How many David Smiths are too many? He says two.


Sharing a name with others isn't a problem—until they show up in our professional lives and wreak havoc. (Photo by Joseph C. Lin for CNS)

When he read the e-mail, Jonathan David Morris’ heart plummeted.

The political columnist and aspiring novelist knew from the “occasional” Google self-search that others shared his name, but until that moment, he’d been confident that he was the only Jonathan David Morris in the media business—the only one trying to make, well, a name for himself.

But there, glaring at him from his monitor, was an e-mail from the “other” Jonathan David Morris. This one was a priest and, apparently, a commentator on Fox News. He wanted to alert the other Morris to his existence, since they were both in the public sphere. “I wanted to punch the computer screen,” the novelist Morris said.

True, most people called the priest “Father Jonathan.” And the Fox commentator rarely used his middle name in public. Still, the novelist, then 27, felt as if he had been robbed, as though his very identity was under attack. “It makes me feel like less of a person,” he wrote on his Web site.

Morris faced a choice: change his name to avoid potential confusion or risk a lifetime of comparisons to a conservative priest. Morris chose the latter. “I was standing firm on that one,” he says. His new plan: to become the more famous of the two.

Thanks to “narcisurfing” (yes, we all do it, though some of us call it “research”), most of us have discovered that we are not the perfectly unique snowflakes we once thought. It turns out others, sometimes thousands of others, share our same first and last names. It’s no problem until they show up in our professional lives and wreak havoc. When two people at the same company or in the same field share the same first and last name, confusion, annoyance and even turf wars can ensue, usually forcing one or both parties to start using a middle initial.

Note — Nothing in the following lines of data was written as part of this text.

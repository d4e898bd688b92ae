use async_trait::async_trait;
use chrono::Utc;
use sqlx::Row;

use common::{CryptoMode, Error, ExchangeType, Proxy, ProxyKind, Result, Settings, SettingsStore};

use crate::{to_db_time, SqliteStore};

#[async_trait]
impl SettingsStore for SqliteStore {
    async fn load(&self) -> Result<Option<Settings>> {
        let Some(row) = sqlx::query(
            "SELECT crypto_mode, fetch_frequency, exchanges, crypto_symbols FROM settings WHERE id = 1",
        )
        .fetch_optional(&self.pool)
        .await?
        else {
            return Ok(None);
        };

        let crypto_mode: CryptoMode = row.try_get("crypto_mode")?;
        let fetch_frequency: i64 = row.try_get("fetch_frequency")?;
        let exchanges: Vec<ExchangeType> = serde_json::from_str(row.try_get("exchanges")?)?;
        let crypto_symbols: Vec<String> = serde_json::from_str(row.try_get("crypto_symbols")?)?;

        let proxy_rows = sqlx::query("SELECT ip, port, kind, username, password FROM settings_proxy ORDER BY id")
            .fetch_all(&self.pool)
            .await?;
        let mut proxies = Vec::with_capacity(proxy_rows.len());
        for row in proxy_rows {
            let port: i64 = row.try_get("port")?;
            let kind: ProxyKind = row.try_get("kind")?;
            proxies.push(Proxy {
                ip: row.try_get("ip")?,
                port: u16::try_from(port).map_err(|_| Error::Parse(format!("proxy port {port} out of range")))?,
                kind,
                username: row.try_get("username")?,
                password: row.try_get("password")?,
            });
        }

        Ok(Some(Settings {
            crypto_mode,
            fetch_frequency: u32::try_from(fetch_frequency).unwrap_or(0),
            exchanges,
            crypto_symbols,
            proxies,
        }))
    }

    async fn save(&self, settings: &Settings) -> Result<()> {
        let exchanges = serde_json::to_string(&settings.exchanges)?;
        let symbols = serde_json::to_string(&settings.crypto_symbols)?;

        let mut tx = self.pool.begin().await?;
        sqlx::query(
            r#"
            INSERT INTO settings (id, crypto_mode, fetch_frequency, exchanges, crypto_symbols, updated_at)
            VALUES (1, ?1, ?2, ?3, ?4, ?5)
            ON CONFLICT(id) DO UPDATE SET
                crypto_mode = excluded.crypto_mode,
                fetch_frequency = excluded.fetch_frequency,
                exchanges = excluded.exchanges,
                crypto_symbols = excluded.crypto_symbols,
                updated_at = excluded.updated_at
            "#,
        )
        .bind(settings.crypto_mode)
        .bind(i64::from(settings.fetch_frequency))
        .bind(exchanges)
        .bind(symbols)
        .bind(to_db_time(Utc::now()))
        .execute(&mut *tx)
        .await?;

        sqlx::query("DELETE FROM settings_proxy").execute(&mut *tx).await?;
        for proxy in &settings.proxies {
            sqlx::query("INSERT INTO settings_proxy (ip, port, kind, username, password) VALUES (?1, ?2, ?3, ?4, ?5)")
                .bind(&proxy.ip)
                .bind(i64::from(proxy.port))
                .bind(proxy.kind)
                .bind(&proxy.username)
                .bind(&proxy.password)
                .execute(&mut *tx)
                .await?;
        }
        tx.commit().await?;
        Ok(())
    }
}

#[cfg(test)]
mod tests {
    use super::*;

    #[tokio::test]
    async fn empty_database_has_no_settings() {
        let store = SqliteStore::in_memory().await.unwrap();
        assert!(store.load().await.unwrap().is_none());
    }

    #[tokio::test]
    async fn save_replaces_proxies_wholesale() {
        let store = SqliteStore::in_memory().await.unwrap();
        let mut settings = Settings {
            crypto_mode: CryptoMode::All,
            fetch_frequency: 30,
            exchanges: vec![ExchangeType::Okx, ExchangeType::Bybit],
            crypto_symbols: vec!["BTC".into()],
            proxies: vec![
                Proxy::new("10.0.0.1", 1080, ProxyKind::Socks5),
                Proxy::new("10.0.0.2", 8080, ProxyKind::Http),
            ],
        };
        settings.proxies[0].username = Some("user".into());
        settings.proxies[0].password = Some("secret".into());
        store.save(&settings).await.unwrap();
        assert_eq!(store.load().await.unwrap().unwrap(), settings);

        settings.fetch_frequency = 5;
        settings.proxies = vec![Proxy::new("10.0.0.3", 3128, ProxyKind::Https)];
        store.save(&settings).await.unwrap();
        let loaded = store.load().await.unwrap().unwrap();
        assert_eq!(loaded.fetch_frequency, 5);
        assert_eq!(loaded.proxies, settings.proxies);
    }
}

Our reputations are valuable, after all, and intertwined with our names; the thought of entrusting them to a stranger can be frightening.

“Think about how much time and money companies spend securing their trademarks,” says Laura Wattenberg, author of best-seller “The Baby Name Wizard,” who knows a lot more about names than most people do. “Unlike a company suing for trademark infringement, you can’t tell a guy to change his name.”

But you can give a guy a nickname.

Throughout David K. Smith’s career, the Georgia-based financial-services consultant has worked with seven other David Smiths. “My God, it’s a curse!” he says. Colleagues have mistakenly called Smith, 38, into meetings and sent him confidential e-mails. And nearly a decade ago, they bestowed on him a nickname that stuck.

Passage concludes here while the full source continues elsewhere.